Prospects And Challenges Of South-Sudan

By Christopher Zambakari

– With the celebration of independence slowly coming to an end, the South Sudanese citizens will start to demand the fulfillment of a long-awaited dream: freedom from oppression and domination, justice and equality, democracy and economic prosperity, peace and tranquility. The South Sudanese will soon start to demand that the fruits of liberation be shared among the people. The expectation on South Sudan to deliver basic necessities such as security, water, food, healthcare and education will only grow with time. South Sudan has seen a proliferation of consultants and international non-governmental organizations over the past several years. Professor Mahmood Mamdani, director of Makerere Institute of Social Research, observed that the tendency today in Africa is to place the emphasis on the search for solutions while neglecting the crucial role of problem formulation (Mamdani 2011). Without devoting time to understand the issues that fuel violence, it is not possible to find sustainable solutions.

In the Sudanese context, nobody understood the challenge of Sudan better than the late chair and commander-in-chief of the SPLM/A, Dr John Garang. With the inception of the SPLM/A, Garang’s first task was to define the problem. The immediate task for Garang and challenge back then – as it was for Mandela in South Africa – was to reform the colonial state and fuse the various nationalities or tribes into a nation. The solution to the crisis of citizenship was summarized in the concept of the New Sudan. The New Sudan vision presented at the Koka dam conference was a conceptual framework for a country which was inclusive of all its multiple ethnic groups, pluralistic and embracing all nationalities, races, creeds, religions and genders – a country in which all Sudanese would be equal stakeholders. Ironically, the challenge for the Republic of South Sudan today is the same as that outlined by Garang in 1986. How is the new republic going to build a democratic, all-inclusive nation out of so many ethnic groups in the nascent state? How is the country going to answer the question of citizenship?

The crisis of citizenship is rooted in the policy laid by the British in the early 20th century and inherited in the post-colonial period in Sudan. It also explains the cycle of violence in Darfur, in the west of what is now considered north Sudan, and the deadlock over the disputed regions, with Abyei being the most contested area.
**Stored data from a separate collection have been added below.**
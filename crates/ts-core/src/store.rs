//! Draft entry store.
//!
//! Owns the user-edited list of draft rows. The store always keeps at least
//! one row so there is somewhere to type; removing or clearing the last row
//! replaces it with a fresh empty one.

use serde::{Deserialize, Serialize};
use thiserror::Error;

use crate::category::UnknownCategory;
use crate::row::{RowField, RowId, TimeEntryRow};

/// Entry store errors.
#[derive(Debug, Error, Clone, PartialEq, Eq)]
pub enum StoreError {
    /// No row with the given id.
    #[error("row not found: {id}")]
    RowNotFound { id: RowId },

    /// The field name is not an editable row field.
    #[error("unknown field: {field} (expected employee, date, category, hours or remarks)")]
    UnknownField { field: String },

    /// The category value is outside the closed category set.
    #[error(transparent)]
    Category(#[from] UnknownCategory),
}

/// Mutable list of draft rows with a monotonically increasing id counter.
#[derive(Debug, Clone, PartialEq, Serialize, Deserialize)]
#[serde(rename_all = "camelCase")]
pub struct EntryStore {
    rows: Vec<TimeEntryRow>,
    next_id: u64,
}

impl Default for EntryStore {
    fn default() -> Self {
        Self::new()
    }
}

impl EntryStore {
    /// Creates a store holding one empty row.
    pub fn new() -> Self {
        let mut store = Self {
            rows: Vec::new(),
            next_id: 1,
        };
        store.add_row();
        store
    }

    /// Rows in insertion order.
    pub fn rows(&self) -> &[TimeEntryRow] {
        &self.rows
    }

    /// Looks up a row by id.
    pub fn row(&self, id: RowId) -> Option<&TimeEntryRow> {
        self.rows.iter().find(|row| row.id == id)
    }

    /// Rows that satisfy the completeness invariant.
    pub fn complete_rows(&self) -> impl Iterator<Item = &TimeEntryRow> {
        self.rows.iter().filter(|row| row.is_complete())
    }

    /// Appends an empty row and returns its id.
    pub fn add_row(&mut self) -> RowId {
        let id = RowId(self.next_id);
        self.next_id += 1;
        self.rows.push(TimeEntryRow::empty(id));
        id
    }

    /// Sets one field of one row from raw text.
    ///
    /// A rejected value leaves the row unchanged.
    pub fn update_field(
        &mut self,
        id: RowId,
        field: RowField,
        value: &str,
    ) -> Result<(), StoreError> {
        let row = self
            .rows
            .iter_mut()
            .find(|row| row.id == id)
            .ok_or(StoreError::RowNotFound { id })?;
        row.set_field(field, value)
    }

    /// Removes one row.
    pub fn remove_row(&mut self, id: RowId) -> Result<TimeEntryRow, StoreError> {
        let position = self
            .rows
            .iter()
            .position(|row| row.id == id)
            .ok_or(StoreError::RowNotFound { id })?;
        let removed = self.rows.remove(position);
        if self.rows.is_empty() {
            self.add_row();
        }
        Ok(removed)
    }

    /// Drops every row and starts over with one empty row.
    ///
    /// Ids are not reset.
    pub fn clear(&mut self) {
        self.rows.clear();
        self.add_row();
    }
}

#[cfg(test)]
mod tests {
    use super::*;
    use crate::category::Category;

    #[test]
    fn new_store_has_one_empty_row() {
        let store = EntryStore::new();
        assert_eq!(store.rows().len(), 1);
        assert_eq!(store.rows()[0], TimeEntryRow::empty(RowId(1)));
        assert_eq!(store.complete_rows().count(), 0);
    }

    #[test]
    fn add_row_assigns_increasing_ids() {
        let mut store = EntryStore::new();
        assert_eq!(store.add_row(), RowId(2));
        assert_eq!(store.add_row(), RowId(3));
        let ids: Vec<_> = store.rows().iter().map(|row| row.id).collect();
        assert_eq!(ids, vec![RowId(1), RowId(2), RowId(3)]);
    }

    #[test]
    fn update_field_edits_only_the_target_row() {
        let mut store = EntryStore::new();
        let second = store.add_row();
        store
            .update_field(second, RowField::Category, "Tafe")
            .unwrap();
        store.update_field(second, RowField::Hours, "3.5").unwrap();

        assert_eq!(store.row(RowId(1)).unwrap().category, None);
        let row = store.row(second).unwrap();
        assert_eq!(row.category, Some(Category::Tafe));
        assert_eq!(row.hours, "3.5");
    }

    #[test]
    fn update_field_on_missing_row_errors() {
        let mut store = EntryStore::new();
        let err = store
            .update_field(RowId(42), RowField::Date, "2024-01-01")
            .unwrap_err();
        assert_eq!(err, StoreError::RowNotFound { id: RowId(42) });
        assert_eq!(err.to_string(), "row not found: 42");
    }

    #[test]
    fn removing_last_row_leaves_a_fresh_one() {
        let mut store = EntryStore::new();
        store.remove_row(RowId(1)).unwrap();
        assert_eq!(store.rows().len(), 1);
        assert_eq!(store.rows()[0].id, RowId(2));
    }

    #[test]
    fn ids_are_never_reused() {
        let mut store = EntryStore::new();
        let second = store.add_row();
        store.remove_row(second).unwrap();
        assert_eq!(store.add_row(), RowId(3));

        store.clear();
        assert_eq!(store.rows().len(), 1);
        assert_eq!(store.rows()[0].id, RowId(4));
    }

    #[test]
    fn remove_missing_row_errors() {
        let mut store = EntryStore::new();
        assert!(matches!(
            store.remove_row(RowId(9)),
            Err(StoreError::RowNotFound { .. })
        ));
        assert_eq!(store.rows().len(), 1);
    }

    #[test]
    fn store_roundtrips_through_json() {
        let mut store = EntryStore::new();
        store
            .update_field(RowId(1), RowField::Remarks, "first day")
            .unwrap();
        store.add_row();

        let json = serde_json::to_string(&store).unwrap();
        let restored: EntryStore = serde_json::from_str(&json).unwrap();
        assert_eq!(restored, store);
    }
}
//! CSV serialization of the weekly summary.
//!
//! The table is `Employee, <categories...>, Total, Remarks` with one line per
//! summary row. Lines are separated by `\n` and there is no trailing newline.

use serde::{Deserialize, Serialize};
use thiserror::Error;

use crate::category::Category;
use crate::summary::SummaryRow;

/// File name offered for the exported summary.
pub const SUMMARY_CSV_FILE_NAME: &str = "timesheet_summary.csv";

/// Export errors.
#[derive(Debug, Error)]
pub enum ExportError {
    #[error("failed to write CSV: {0}")]
    Csv(#[from] csv::Error),

    #[error("CSV output is not valid UTF-8: {0}")]
    Utf8(#[from] std::string::FromUtf8Error),
}

/// How fields with commas, quotes or newlines are written.
#[derive(Debug, Clone, Copy, PartialEq, Eq, Default, Serialize, Deserialize)]
#[serde(rename_all = "lowercase")]
pub enum Quoting {
    /// RFC 4180 quoting, only where a field needs it.
    #[default]
    Standard,
    /// Plain comma join with no escaping. Special characters in names or
    /// remarks corrupt the table; kept for consumers of the legacy export.
    Raw,
}

/// Renders hours the way they are displayed: `10`, `7.5`, `0`.
pub fn format_hours(hours: f64) -> String {
    format!("{hours}")
}

/// Serializes the summary as CSV with the given category columns.
pub fn render_csv(
    categories: &[Category],
    summary: &[SummaryRow],
    quoting: Quoting,
) -> Result<String, ExportError> {
    let records = table(categories, summary);
    match quoting {
        Quoting::Raw => Ok(records
            .iter()
            .map(|record| record.join(","))
            .collect::<Vec<_>>()
            .join("\n")),
        Quoting::Standard => write_quoted(&records),
    }
}

fn table(categories: &[Category], summary: &[SummaryRow]) -> Vec<Vec<String>> {
    let mut header = Vec::with_capacity(categories.len() + 3);
    header.push("Employee".to_string());
    header.extend(categories.iter().map(|category| category.label().to_string()));
    header.push("Total".to_string());
    header.push("Remarks".to_string());

    let mut records = Vec::with_capacity(summary.len() + 1);
    records.push(header);
    for item in summary {
        let mut record = Vec::with_capacity(categories.len() + 3);
        record.push(item.employee_name.clone());
        record.extend(
            categories
                .iter()
                .map(|category| format_hours(item.hours.get(*category))),
        );
        record.push(format_hours(item.total));
        record.push(item.remarks.clone());
        records.push(record);
    }
    records
}

fn write_quoted(records: &[Vec<String>]) -> Result<String, ExportError> {
    let mut writer = csv::WriterBuilder::new()
        .terminator(csv::Terminator::Any(b'\n'))
        .quote_style(csv::QuoteStyle::Necessary)
        .from_writer(Vec::new());
    for record in records {
        writer.write_record(record)?;
    }
    let bytes = writer
        .into_inner()
        .map_err(|err| csv::Error::from(err.into_error()))?;

    let mut text = String::from_utf8(bytes)?;
    if text.ends_with('\n') {
        text.pop();
    }
    Ok(text)
}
The problem in Abyei between the Ngok Dinka and the Misseriya, the conflict between the camel nomads of the north in Darfur against the agriculturalists in southern Darfur and the demand for a tribal homeland in southern Sudan all revolve around the same issues: political representation, access to pasture for cattle and claims to a tribal homeland. Without resolving those fundamental issues, the violence will not subside. Rather, new waves of violence – with higher frequency and intensity – will arise, with far more deadly consequences.
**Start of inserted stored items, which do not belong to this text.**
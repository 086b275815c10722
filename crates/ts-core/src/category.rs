//! Work-time category enum as the single source of truth for category labels.

use serde::{Deserialize, Serialize};
use std::fmt;
use std::str::FromStr;

/// Closed set of work-time categories, in display order.
#[derive(Debug, Clone, Copy, PartialEq, Eq, Hash, PartialOrd, Ord)]
pub enum Category {
    NormalTime,
    PublicHoliday,
    AnnualLeave,
    SickLeave,
    Tafe,
    OvertimeTimeAndHalf,
    OvertimeDouble,
    Rdo,
}

impl Category {
    /// Number of categories.
    pub const COUNT: usize = 8;

    /// Every category, in column order.
    pub const ALL: [Self; Self::COUNT] = [
        Self::NormalTime,
        Self::PublicHoliday,
        Self::AnnualLeave,
        Self::SickLeave,
        Self::Tafe,
        Self::OvertimeTimeAndHalf,
        Self::OvertimeDouble,
        Self::Rdo,
    ];

    /// Display label, also used on the wire and as the CSV header.
    #[must_use]
    pub const fn label(self) -> &'static str {
        match self {
            Self::NormalTime => "Normal Time",
            Self::PublicHoliday => "Public Holiday",
            Self::AnnualLeave => "Annual Leave",
            Self::SickLeave => "Sick Leave",
            Self::Tafe => "Tafe",
            Self::OvertimeTimeAndHalf => "OT x 1.5",
            Self::OvertimeDouble => "OT x 2",
            Self::Rdo => "RDO",
        }
    }

    /// Short command-line friendly name.
    #[must_use]
    pub const fn slug(self) -> &'static str {
        match self {
            Self::NormalTime => "normal-time",
            Self::PublicHoliday => "public-holiday",
            Self::AnnualLeave => "annual-leave",
            Self::SickLeave => "sick-leave",
            Self::Tafe => "tafe",
            Self::OvertimeTimeAndHalf => "ot-1.5",
            Self::OvertimeDouble => "ot-2",
            Self::Rdo => "rdo",
        }
    }

    /// Position of this category in [`Category::ALL`].
    #[must_use]
    pub const fn index(self) -> usize {
        self as usize
    }
}

impl fmt::Display for Category {
    fn fmt(&self, f: &mut fmt::Formatter<'_>) -> fmt::Result {
        f.write_str(self.label())
    }
}

impl FromStr for Category {
    type Err = UnknownCategory;

    fn from_str(s: &str) -> Result<Self, Self::Err> {
        let trimmed = s.trim();
        Self::ALL
            .into_iter()
            .find(|category| {
                category.label().eq_ignore_ascii_case(trimmed) || category.slug() == trimmed
            })
            .ok_or_else(|| UnknownCategory(s.to_string()))
    }
}

impl Serialize for Category {
    fn serialize<S>(&self, serializer: S) -> Result<S::Ok, S::Error>
    where
        S: serde::Serializer,
    {
        serializer.serialize_str(self.label())
    }
}

impl<'de> Deserialize<'de> for Category {
    fn deserialize<D>(deserializer: D) -> Result<Self, D::Error>
    where
        D: serde::Deserializer<'de>,
    {
        let s = String::deserialize(deserializer)?;
        s.parse().map_err(serde::de::Error::custom)
    }
}

/// Error type for category strings outside the closed set.
#[derive(Debug, Clone, PartialEq, Eq)]
pub struct UnknownCategory(String);

impl fmt::Display for UnknownCategory {
    fn fmt(&self, f: &mut fmt::Formatter<'_>) -> fmt::Result {
        write!(f, "unknown category: {}", self.0)
    }
}

impl std::error::Error for UnknownCategory {}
What is required in Abyei, Southern Kordofan and Blue Nile is not a military solution to the problem. The problem being political, the solution must be political in nature. The question of citizenship and the colonial state, which reproduces and enforces political identities, needs a political reform that will join the two demands for citizenship, one ethnic in character and the second based on residence. The challenges in both Sudans are reflective of a larger challenge facing most post-colonial African countries (Mamdani 1996). Every post-colonial African state deals with the question of building an effective plural society and managing diversity within an inclusive framework. This is because Africa is the most diverse continent in the world, populated by diverse nationalities, with a rich cultural heritage pre-dating recorded history and vibrant plural societies. Given that Sudan is the microcosm of Africa‘s promises and problems – contained within its boundaries are all major African language groups and nationalities – the problems of Sudan are reflective of the larger continental political crisis facing all African countries.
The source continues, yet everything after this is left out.